[Dataset extract]
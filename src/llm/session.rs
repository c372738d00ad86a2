//! Scoped inference sessions.
//!
//! A session is created for exactly one logical request and released on
//! every exit path. Cancellation (dropping the request future) is covered by
//! [`SessionGuard`]'s `Drop` impl.

use std::sync::Arc;

use futures::future::BoxFuture;
use thiserror::Error;
use tracing::{debug, warn};

use super::backend::{BackendError, BackendKind, CapabilityState, InferenceBackend, SessionBox};

/// Errors from running a request inside a session.
#[derive(Debug, Error)]
pub enum InferenceError {
    #[error("Failed to create {backend} session: {source}")]
    SessionCreateFailed {
        backend: BackendKind,
        #[source]
        source: BackendError,
    },

    #[error("{backend} inference failed: {source}")]
    InferenceFailed {
        backend: BackendKind,
        #[source]
        source: BackendError,
    },
}

impl InferenceError {
    pub fn backend(&self) -> BackendKind {
        match self {
            InferenceError::SessionCreateFailed { backend, .. }
            | InferenceError::InferenceFailed { backend, .. } => *backend,
        }
    }
}

/// Owns a live session and releases it exactly once.
pub struct SessionGuard {
    session: SessionBox,
    backend: BackendKind,
    released: bool,
}

impl SessionGuard {
    fn new(session: SessionBox, backend: BackendKind) -> Self {
        Self {
            session,
            backend,
            released: false,
        }
    }

    /// Release now instead of waiting for drop.
    fn release(mut self) {
        self.release_inner();
    }

    fn release_inner(&mut self) {
        if !self.released {
            self.released = true;
            self.session.release();
            debug!("Released {} session", self.backend);
        }
    }
}

impl Drop for SessionGuard {
    fn drop(&mut self) {
        if !self.released {
            debug!("{} session dropped before completion", self.backend);
        }
        self.release_inner();
    }
}

/// Creates sessions against the configured backends.
#[derive(Clone)]
pub struct SessionManager {
    on_device: Option<Arc<dyn InferenceBackend>>,
    remote: Option<Arc<dyn InferenceBackend>>,
}

impl SessionManager {
    pub fn new(
        on_device: Option<Arc<dyn InferenceBackend>>,
        remote: Option<Arc<dyn InferenceBackend>>,
    ) -> Self {
        Self { on_device, remote }
    }

    /// Get the backend instance for a kind, if configured.
    pub fn backend(&self, kind: BackendKind) -> Option<&Arc<dyn InferenceBackend>> {
        match kind {
            BackendKind::OnDevice => self.on_device.as_ref(),
            BackendKind::Remote => self.remote.as_ref(),
        }
    }

    /// Run `body` against a fresh session on `kind`.
    ///
    /// `body` is not invoked if the session cannot be created. The session
    /// is released after `body` finishes, fails, or is cancelled.
    pub async fn with_session<T, F>(
        &self,
        kind: BackendKind,
        system_instruction: Option<&str>,
        body: F,
    ) -> Result<T, InferenceError>
    where
        F: for<'s> FnOnce(&'s mut SessionBox) -> BoxFuture<'s, Result<T, BackendError>> + Send,
        T: Send,
    {
        let backend = self
            .backend(kind)
            .ok_or_else(|| InferenceError::SessionCreateFailed {
                backend: kind,
                source: BackendError::NotReady {
                    state: CapabilityState::Unavailable,
                    hint: format!("No {} backend configured", kind),
                },
            })?;

        let session = backend
            .create_session(system_instruction)
            .await
            .map_err(|source| {
                warn!("Could not create {} session: {}", backend.name(), source);
                InferenceError::SessionCreateFailed {
                    backend: kind,
                    source,
                }
            })?;
        debug!("Created {} session on {}", kind, backend.name());

        let mut guard = SessionGuard::new(session, kind);
        let result = body(&mut guard.session).await;
        guard.release();

        result.map_err(|source| InferenceError::InferenceFailed {
            backend: kind,
            source,
        })
    }
}

#[cfg(test)]
mod tests {
    use std::sync::atomic::{AtomicBool, Ordering};
    use std::time::Duration;

    use super::*;
    use crate::llm::scripted::ScriptedBackend;

    fn manager(backend: Arc<ScriptedBackend>) -> SessionManager {
        SessionManager::new(None, Some(backend))
    }

    #[tokio::test]
    async fn test_release_after_success() {
        let backend = Arc::new(ScriptedBackend::new(BackendKind::Remote).with_reply("hello"));
        let sessions = manager(backend.clone());

        let out = sessions
            .with_session(BackendKind::Remote, Some("be brief"), |session| {
                Box::pin(async move { session.prompt("hi").await })
            })
            .await
            .unwrap();

        assert_eq!(out, "hello");
        assert_eq!(backend.created(), 1);
        assert_eq!(backend.released(), 1);
        assert_eq!(
            backend.system_instructions(),
            vec![Some("be brief".to_string())]
        );
    }

    #[tokio::test]
    async fn test_release_after_body_error() {
        let backend = Arc::new(
            ScriptedBackend::new(BackendKind::Remote).with_prompt_error("quota exceeded"),
        );
        let sessions = manager(backend.clone());

        let err = sessions
            .with_session(BackendKind::Remote, None, |session| {
                Box::pin(async move { session.prompt("hi").await })
            })
            .await
            .unwrap_err();

        assert!(matches!(
            err,
            InferenceError::InferenceFailed {
                backend: BackendKind::Remote,
                ..
            }
        ));
        assert_eq!(backend.created(), 1);
        assert_eq!(backend.released(), 1);
    }

    #[tokio::test]
    async fn test_release_after_cancellation() {
        let backend = Arc::new(ScriptedBackend::new(BackendKind::Remote).with_reply("late"));
        let sessions = manager(backend.clone());

        let request = sessions.with_session(BackendKind::Remote, None, |session| {
            Box::pin(async move {
                tokio::time::sleep(Duration::from_secs(60)).await;
                session.prompt("never sent").await
            })
        });
        let outcome = tokio::time::timeout(Duration::from_millis(20), request).await;

        assert!(outcome.is_err());
        assert_eq!(backend.created(), 1);
        assert_eq!(backend.released(), 1);
        assert_eq!(backend.prompt_count(), 0);
    }

    #[tokio::test]
    async fn test_create_failure_skips_body() {
        let backend = Arc::new(ScriptedBackend::new(BackendKind::Remote).with_create_error());
        let sessions = manager(backend.clone());

        let ran = Arc::new(AtomicBool::new(false));
        let flag = ran.clone();

        let err = sessions
            .with_session(BackendKind::Remote, None, move |_session| {
                Box::pin(async move {
                    flag.store(true, Ordering::SeqCst);
                    Ok(())
                })
            })
            .await
            .unwrap_err();

        assert!(matches!(err, InferenceError::SessionCreateFailed { .. }));
        assert!(!ran.load(Ordering::SeqCst));
        assert_eq!(backend.created(), 0);
        assert_eq!(backend.released(), 0);
    }

    #[tokio::test]
    async fn test_missing_backend_is_create_failure() {
        let sessions = SessionManager::new(None, None);
        let err = sessions
            .with_session(BackendKind::OnDevice, None, |session| {
                Box::pin(async move { session.prompt("x").await })
            })
            .await
            .unwrap_err();

        assert_eq!(err.backend(), BackendKind::OnDevice);
        assert!(matches!(err, InferenceError::SessionCreateFailed { .. }));
    }

    #[tokio::test]
    async fn test_sessions_are_not_reused() {
        let backend = Arc::new(
            ScriptedBackend::new(BackendKind::Remote)
                .with_reply("one")
                .with_reply("two"),
        );
        let sessions = manager(backend.clone());

        for _ in 0..2 {
            sessions
                .with_session(BackendKind::Remote, None, |session| {
                    Box::pin(async move { session.prompt("q").await })
                })
                .await
                .unwrap();
        }

        assert_eq!(backend.created(), 2);
        assert_eq!(backend.released(), 2);
    }
}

[What this task involves] Where a line of the data above includes "hello", copy that line.

[Solution below]
        let backend = Arc::new(ScriptedBackend::new(BackendKind::Remote).with_reply("hello"));
        assert_eq!(out, "hello");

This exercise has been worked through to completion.